Some of these breakthroughs are started with philanthropic donations to scientists. The NIH funding climate makes it difficult to pitch high-risks ideas in grants and therefore, these ideas are initially funded by local, philanthropic donors.
We had a successful project, funded by the Collins Medical Trust, that helped us perform single-cell RNA sequencing of white blood cells in metastatic lesions of prostate cancer patients. It was an incredibly high-risk project — and it launched my ability to go compete for NIH dollars.
My lab has the luxury of taking big risks with philanthropic donations. And that’s where we have made some big breakthroughs.”
Naoki Oshimori, PhD
Naoki Oshimori is an assistant professor of Cell, Developmental & Cancer Biology in the OHSU School of Medicine and a member of the Knight Cancer Institute. His research focuses on the signaling between cancer stems cells and immune cells and how cancer stem cells progress toward malignancies. He hopes that his research can lead to new methods for cancer detection and treatment.
Oshimori earned his PhD in biophysics and biochemistry from the University of Tokyo in his native Japan, then did postdoctoral research at The Rockefeller University of New York. He joined OHSU in 2016.
“Elaine Fuchs at Rockefeller was an excellent mentor for me, to help me learn skin stem cell biology. And Lisa Coussens here at OHSU is an outstanding tumor biologist with a strong track record in skin cancer research. The reason I wanted to come to OHSU is that it is a logical transition for me to launch my research program with tremendous intellectual and environmental support.

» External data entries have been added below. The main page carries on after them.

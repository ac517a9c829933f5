//! Chip-to-chip converters
//!
//! Each converter re-encodes the writes of one source chip for a different
//! destination chip. The destination clock is a fixed multiple of the source
//! clock (see the `clock_ratio` functions); the pipeline inserts a clock
//! stage in front when another destination clock is requested.

pub mod ay8910_to_opl;
pub mod ay8910_to_opm;
pub mod opl_retarget;
pub mod opl_to_opll;
pub mod opn_to_opl;
pub mod opn_to_opll;
pub mod opn_to_opm;
pub mod sn76489_to_ay8910;
pub mod sn76489_to_opn;
pub mod ssg;
pub mod ym2413_to_opl;
pub mod ym2413_to_ym2608;

pub use ay8910_to_opl::Ay8910ToOplConverter;
pub use ay8910_to_opm::Ay8910ToOpmConverter;
pub use opl_retarget::OplRetargetConverter;
pub use opl_to_opll::OplToOpllConverter;
pub use opn_to_opl::Ym2203ToOplConverter;
pub use opn_to_opll::OpnToOpllConverter;
pub use opn_to_opm::OpnToOpmConverter;
pub use sn76489_to_ay8910::Sn76489ToAy8910Converter;
pub use sn76489_to_opn::Sn76489ToOpnConverter;
pub use ssg::{Ay8910ToSsgConverter, SsgToAy8910Converter};
pub use ym2413_to_opl::Ym2413ToOplConverter;
pub use ym2413_to_ym2608::Ym2413ToYm2608Converter;

use crate::chips::{ChipDescriptor, ChipKind};
use crate::converter::buffer::WriteBuffer;
use crate::vgm::{Command, WriteRegister};

/// AY volume (0-15) as OPL/OPN total level
pub const PSG_VOLUME_TO_TL: [u8; 16] = [63, 62, 56, 52, 46, 42, 36, 32, 28, 24, 20, 16, 12, 8, 4, 0];

/// Divider between a chip's master clock and its PSG clock
pub fn psg_clock_divider(kind: ChipKind) -> f64 {
    match kind {
        ChipKind::Ym2203 => 2.0,
        ChipKind::Ym2608 => 4.0,
        _ => 1.0,
    }
}

/// Destination descriptor of a chip converter
pub fn destination(from: &ChipDescriptor, to: ChipKind, ratio: f64) -> ChipDescriptor {
    ChipDescriptor::relative(to, from.index, ratio).resolve(from)
}

/// Deduplicating write buffer bound to one destination chip
#[derive(Debug, Clone)]
pub struct ChipWriter {
    kind: ChipKind,
    index: u8,
    buf: WriteBuffer,
}

impl ChipWriter {
    pub fn new(dest: &ChipDescriptor) -> Self {
        Self {
            kind: dest.kind,
            index: dest.index,
            buf: WriteBuffer::new(dest.kind.ports()),
        }
    }

    /// Optimized write on port 0
    pub fn write(&mut self, addr: u8, data: u8) {
        self.write_port(0, addr, data, true);
    }

    /// Unoptimized write on port 0
    pub fn force(&mut self, addr: u8, data: u8) {
        self.write_port(0, addr, data, false);
    }

    pub fn write_port(&mut self, port: u8, addr: u8, data: u8, optimize: bool) {
        let w = WriteRegister::new(self.kind, self.index, port, addr, data);
        self.buf.push(w, optimize);
    }

    /// Write a latched high/low register pair. The high register only takes
    /// effect with the following low write, so both go out when either changed.
    pub fn write_latched(&mut self, port: u8, hi_addr: u8, hi: u8, lo_addr: u8, lo: u8) {
        if self.committed(port, hi_addr) == Some(hi) && self.committed(port, lo_addr) == Some(lo) {
            return;
        }
        self.write_port(port, hi_addr, hi, false);
        self.write_port(port, lo_addr, lo, false);
    }

    pub fn push_command(&mut self, cmd: Command) {
        self.buf.push_command(cmd);
    }

    pub fn committed(&self, port: u8, addr: u8) -> Option<u8> {
        self.buf.committed(port, addr)
    }

    pub fn commit(&mut self) -> Vec<Command> {
        self.buf.commit()
    }
}
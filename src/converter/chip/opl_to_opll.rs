//! OPL (YM3812, YM3526, Y8950) to YM2413
//!
//! Melodic channels play the ROM program mapped from the channel's voice at
//! key-on; the carrier level becomes the channel volume. The rhythm section
//! maps onto the OPLL rhythm section with the drum levels taken from the
//! operators that produce them.

use std::collections::HashSet;

use super::{destination, ChipWriter};
use crate::chips::{ChipDescriptor, ChipKind};
use crate::converter::buffer::RegisterShadow;
use crate::converter::options::Options;
use crate::converter::voice::convert::opl_to_opll;
use crate::converter::voice::opl::modulator_offset;
use crate::converter::voice::{estimate_opll_voice, voice_hash, OplVoice, VoiceMapping, VoiceTable};
use crate::converter::{Converter, Diagnostics, VoiceReport};
use crate::vgm::{Command, WriteRegister};

pub use super::opn_to_opll::OPTIONS;

/// Program used for voices without a mapping
const DEFAULT_MAPPING: VoiceMapping = VoiceMapping {
    program: 3,
    volume_offset: 0,
    octave_offset: 0,
};

/// Rhythm operator levels as (OPL TL register, OPLL volume register, high nibble)
const RHYTHM_LEVELS: [(u8, u8, bool); 5] = [
    (0x53, 0x36, false), // bass drum carrier
    (0x51, 0x37, true),  // hi-hat
    (0x54, 0x37, false), // snare drum
    (0x52, 0x38, true),  // tom-tom
    (0x55, 0x38, false), // top cymbal
];

pub fn clock_ratio(_from: ChipKind, _to: ChipKind) -> f64 {
    1.0
}

#[derive(Debug, Clone)]
struct ChannelVoice {
    hash: String,
    mapping: VoiceMapping,
}

pub struct OplToOpllConverter {
    from: ChipDescriptor,
    to: ChipDescriptor,
    out: ChipWriter,
    regs: RegisterShadow,
    table: VoiceTable,
    voices: [Option<ChannelVoice>; 9],
    seen: HashSet<String>,
}

impl OplToOpllConverter {
    pub fn new(from: ChipDescriptor, opts: &Options, voices: &VoiceTable) -> Self {
        let to = destination(&from, ChipKind::Ym2413, clock_ratio(from.kind, ChipKind::Ym2413));
        let mut table = voices.clone();
        table.auto_estimate = opts.bool("autoVoiceMap", table.auto_estimate);
        Self {
            from,
            to,
            out: ChipWriter::new(&to),
            regs: RegisterShadow::new(1),
            table,
            voices: std::array::from_fn(|_| None),
            seen: HashSet::new(),
        }
    }

    fn rhythm(&self) -> bool {
        self.regs.value(0, 0xBD) & 0x20 != 0
    }

    /// Voice image of channel `ch`; the carrier level is volume, not timbre
    fn raw_voice(&self, ch: u8) -> [u8; 11] {
        let m = modulator_offset(ch);
        let c = m + 3;
        let r = |addr: u8| self.regs.value(0, addr);
        [
            r(0x20 + m),
            r(0x20 + c),
            r(0x40 + m),
            r(0x40 + c) & 0xC0,
            r(0x60 + m),
            r(0x60 + c),
            r(0x80 + m),
            r(0x80 + c),
            r(0xE0 + m),
            r(0xE0 + c),
            r(0xC0 + ch),
        ]
    }

    fn mapping(&self, ch: u8) -> VoiceMapping {
        self.voices[ch as usize].as_ref().map_or(DEFAULT_MAPPING, |v| v.mapping)
    }

    fn identify_voice(&mut self, ch: u8, diag: &mut dyn Diagnostics) {
        let raw = self.raw_voice(ch);
        let hash = voice_hash(&raw);
        if self.voices[ch as usize].as_ref().is_some_and(|v| v.hash == hash) {
            return;
        }
        let mapping = match self.table.get(&hash) {
            Some(mapping) => mapping,
            None => {
                let estimated = if self.table.auto_estimate {
                    estimate_opll_voice(&OplVoice::from_bytes(&raw))
                } else {
                    None
                };
                let mapping = estimated.unwrap_or(DEFAULT_MAPPING);
                if self.seen.insert(hash.clone()) {
                    diag.voice_estimated(&VoiceReport {
                        chip: self.from.kind,
                        channel: ch,
                        hash: hash.clone(),
                        mapping,
                    });
                }
                mapping
            }
        };
        if !(1..16).contains(&mapping.program) {
            let patch = opl_to_opll(&OplVoice::from_bytes(&raw)).to_bytes();
            for (i, &b) in patch.iter().enumerate() {
                self.out.write(i as u8, b);
            }
        }
        self.voices[ch as usize] = Some(ChannelVoice { hash, mapping });
    }

    fn update_volume(&mut self, ch: u8, diag: &mut dyn Diagnostics) {
        if self.voices[ch as usize].is_none() {
            self.identify_voice(ch, diag);
        }
        let mapping = self.mapping(ch);
        let tl = self.regs.value(0, 0x43 + modulator_offset(ch)) & 0x3F;
        let vol = ((tl >> 2) as i32 + mapping.volume_offset as i32).clamp(0, 15) as u8;
        let program = if (1..16).contains(&mapping.program) {
            mapping.program
        } else {
            0
        };
        self.out.write(0x30 + ch, (program << 4) | vol);
    }

    fn update_rhythm_levels(&mut self) {
        let mut levels = [0u8; 3];
        for (tl_addr, vol_addr, high) in RHYTHM_LEVELS {
            let v = (self.regs.value(0, tl_addr) & 0x3F) >> 2;
            levels[(vol_addr - 0x36) as usize] |= if high { v << 4 } else { v };
        }
        for (i, v) in levels.into_iter().enumerate() {
            self.out.write(0x36 + i as u8, v);
        }
    }

    fn setup_rhythm(&mut self) {
        for (addr, data) in [(0x16, 0x20), (0x17, 0x50), (0x18, 0xC0), (0x26, 0x05), (0x27, 0x05), (0x28, 0x01)] {
            self.out.write(addr, data);
        }
        self.update_rhythm_levels();
    }

    fn write_key_block_fnum(&mut self, ch: u8) {
        // 10-bit F-number to 9 bits; key lands on bit 12, block on bits 9-11
        let blk_fnum = ((self.regs.value(0, 0xB0 + ch) as u16) << 8 | self.regs.value(0, 0xA0 + ch) as u16) >> 1;
        let rhythm_channel = self.rhythm() && ch >= 6;
        let key = u8::from(blk_fnum & 0x1000 != 0 && !rhythm_channel);
        let blk = ((blk_fnum >> 9) & 7) as i32;
        let blk = if rhythm_channel {
            blk
        } else {
            blk + self.mapping(ch).octave_offset as i32
        };
        let fnum = blk_fnum & 0x1FF;
        self.out.write(0x10 + ch, (fnum & 0xFF) as u8);
        self.out.write(0x20 + ch, (key << 4) | ((blk.clamp(0, 7) as u8) << 1) | (fnum >> 8) as u8);
    }

    fn convert_write(&mut self, w: &WriteRegister, diag: &mut dyn Diagnostics) {
        let (a, d) = (w.addr, w.data);
        let prev = self.regs.value(0, a);
        self.regs.set(0, a, d);
        match a {
            0xBD => {
                if d & 0x20 != 0 {
                    self.setup_rhythm();
                }
                self.out.write(0x0E, d & 0x3F);
            }
            0x40..=0x55 => {
                let o = a - 0x40;
                if o & 7 >= 6 {
                    return;
                }
                let ch = (o >> 3) * 3 + (o & 7) % 3;
                if self.rhythm() && ch >= 6 {
                    self.update_rhythm_levels();
                } else if o & 7 >= 3 {
                    self.update_volume(ch, diag);
                }
            }
            0xA0..=0xA8 => self.write_key_block_fnum(a - 0xA0),
            0xB0..=0xB8 => {
                let ch = a - 0xB0;
                let rhythm_channel = self.rhythm() && ch >= 6;
                if d & 0x20 != 0 && prev & 0x20 == 0 && !rhythm_channel {
                    self.identify_voice(ch, diag);
                    self.update_volume(ch, diag);
                }
                self.write_key_block_fnum(ch);
            }
            0xC0..=0xC8 => {
                let ch = a - 0xC0;
                if !(self.rhythm() && ch >= 6) {
                    self.update_volume(ch, diag);
                }
            }
            _ => {}
        }
    }
}

impl Converter for OplToOpllConverter {
    fn source(&self) -> &ChipDescriptor {
        &self.from
    }

    fn destination(&self) -> &ChipDescriptor {
        &self.to
    }

    fn convert(&mut self, cmd: &Command, diag: &mut dyn Diagnostics) -> Vec<Command> {
        match cmd.write_for(self.from.kind, self.from.index) {
            Some(w) => {
                self.convert_write(w, diag);
                self.out.commit()
            }
            None => vec![cmd.clone()],
        }
    }
}
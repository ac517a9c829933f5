//! SN76489 tone period rescaling

use super::ClockStage;
use crate::chips::{ChipDescriptor, ChipKind};
use crate::converter::{Converter, Diagnostics};
use crate::vgm::{Command, WriteRegister};

const MAX_PERIOD: u32 = 0x3FF;

pub struct Sn76489ClockConverter {
    stage: ClockStage,
    period: [u16; 3],
    /// Last emitted latch byte and data byte per tone channel
    out_latch: [Option<u8>; 3],
    out_data: [Option<u8>; 3],
    latched_ch: u8,
    latched_tone: bool,
}

impl Sn76489ClockConverter {
    pub fn new(from: ChipDescriptor, to_clock: f64) -> Self {
        Self {
            stage: ClockStage::new(from, to_clock),
            period: [0; 3],
            out_latch: [None; 3],
            out_data: [None; 3],
            latched_ch: 0,
            latched_tone: true,
        }
    }

    fn encode(&self, ch: usize) -> (u8, u8) {
        let adj = self.stage.scale_period(self.period[ch] as u32, MAX_PERIOD);
        (0x80 | ((ch as u8) << 5) | (adj & 0x0F) as u8, (adj >> 4) as u8)
    }

    fn convert_write(&mut self, w: &WriteRegister) -> Vec<Command> {
        let d = w.data;
        if d & 0x80 != 0 {
            self.latched_ch = (d >> 5) & 3;
            self.latched_tone = d & 0x10 == 0;
            let ch = self.latched_ch as usize;
            if !self.latched_tone || ch >= 3 {
                return vec![Command::Write(*w)];
            }
            self.period[ch] = (self.period[ch] & 0x3F0) | (d & 0x0F) as u16;
            let (latch, data) = self.encode(ch);
            self.out_latch[ch] = Some(latch);
            let mut out = vec![Command::Write(w.with_data(latch))];
            if self.out_data[ch] != Some(data) {
                self.out_data[ch] = Some(data);
                out.push(Command::Write(w.with_data(data)));
            }
            out
        } else {
            let ch = self.latched_ch as usize;
            if !self.latched_tone || ch >= 3 {
                return vec![Command::Write(*w)];
            }
            self.period[ch] = (((d & 0x3F) as u16) << 4) | (self.period[ch] & 0x0F);
            let (latch, data) = self.encode(ch);
            self.out_data[ch] = Some(data);
            let mut out = Vec::with_capacity(2);
            if self.out_latch[ch] != Some(latch) {
                self.out_latch[ch] = Some(latch);
                out.push(Command::Write(w.with_data(latch)));
            }
            out.push(Command::Write(w.with_data(data)));
            out
        }
    }
}

impl Converter for Sn76489ClockConverter {
    fn source(&self) -> &ChipDescriptor {
        &self.stage.from
    }

    fn destination(&self) -> &ChipDescriptor {
        &self.stage.to
    }

    fn convert(&mut self, cmd: &Command, _diag: &mut dyn Diagnostics) -> Vec<Command> {
        match cmd.write_for(ChipKind::Sn76489, self.stage.from.index) {
            Some(w) if !self.stage.is_identity() => self.convert_write(w),
            _ => vec![cmd.clone()],
        }
    }
}

#[cfg(test)]
mod tests {
    use super::*;
    use crate::converter::NullDiagnostics;

    fn psg(data: u8) -> Command {
        Command::write(ChipKind::Sn76489, 0, 0, 0, data)
    }

    fn run(conv: &mut Sn76489ClockConverter, data: &[u8]) -> Vec<u8> {
        data.iter()
            .flat_map(|d| conv.convert(&psg(*d), &mut NullDiagnostics))
            .filter_map(|c| match c {
                Command::Write(w) => Some(w.data),
                _ => None,
            })
            .collect()
    }

    #[test]
    fn test_double_clock_doubles_period() {
        let from = ChipDescriptor::new(ChipKind::Sn76489, 3579545.0);
        let mut conv = Sn76489ClockConverter::new(from, 7159090.0);
        // channel 1 period 0x0FE
        let out = run(&mut conv, &[0xAE, 0x0F]);
        // low nibble alone gives 0x01C; the full period 0x1FC only changes the data byte
        assert_eq!(out, vec![0xAC, 0x01, 0x1F]);
    }

    #[test]
    fn test_data_before_latch_is_channel_0_tone() {
        let from = ChipDescriptor::new(ChipKind::Sn76489, 3579545.0);
        let mut conv = Sn76489ClockConverter::new(from, 7159090.0);
        let out = run(&mut conv, &[0x08]);
        assert_eq!(out, vec![0x80, 0x10]);
        assert_eq!(conv.period[0], 0x080);
    }

    #[test]
    fn test_period_saturates() {
        let from = ChipDescriptor::new(ChipKind::Sn76489, 3579545.0);
        let mut conv = Sn76489ClockConverter::new(from, 7159090.0);
        let out = run(&mut conv, &[0x8F, 0x3F]);
        assert_eq!(out.last(), Some(&0x3F));
        assert_eq!(conv.period[0], 0x3FF);
    }

    #[test]
    fn test_volume_and_noise_pass_through() {
        let from = ChipDescriptor::new(ChipKind::Sn76489, 3579545.0);
        let mut conv = Sn76489ClockConverter::new(from, 7159090.0);
        assert_eq!(run(&mut conv, &[0x9F, 0xE4, 0xFF]), vec![0x9F, 0xE4, 0xFF]);
    }

    #[test]
    fn test_identity_ratio() {
        let from = ChipDescriptor::new(ChipKind::Sn76489, 3579545.0);
        let mut conv = Sn76489ClockConverter::new(from, 3579545.0);
        assert_eq!(run(&mut conv, &[0x8E, 0x0F]), vec![0x8E, 0x0F]);
    }
}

Cancer stem cells are typically resistant to treatment. We also believe they are protected by other cells in the tumor microenvironment. Our research focus is to identify critical determinants for cancer progression by learning more about cancer stem cells and their environment, which I believe will help doctors identify high-risk patients, and lead to the development of more effective treatments.
My reward day-to-day is working with my lab members and seeing the research progress we make.
Early cancer detection is clearly saving lives. But we still don’t know enough about some cancers — a skin cancer like squamous cell carcinoma, for instance — to know which ones are higher risk to become more dangerous. I believe our research can help provide knowledge to develop new ways to treat some of these early cancers. And treat them in less invasive ways, and at lower cost.”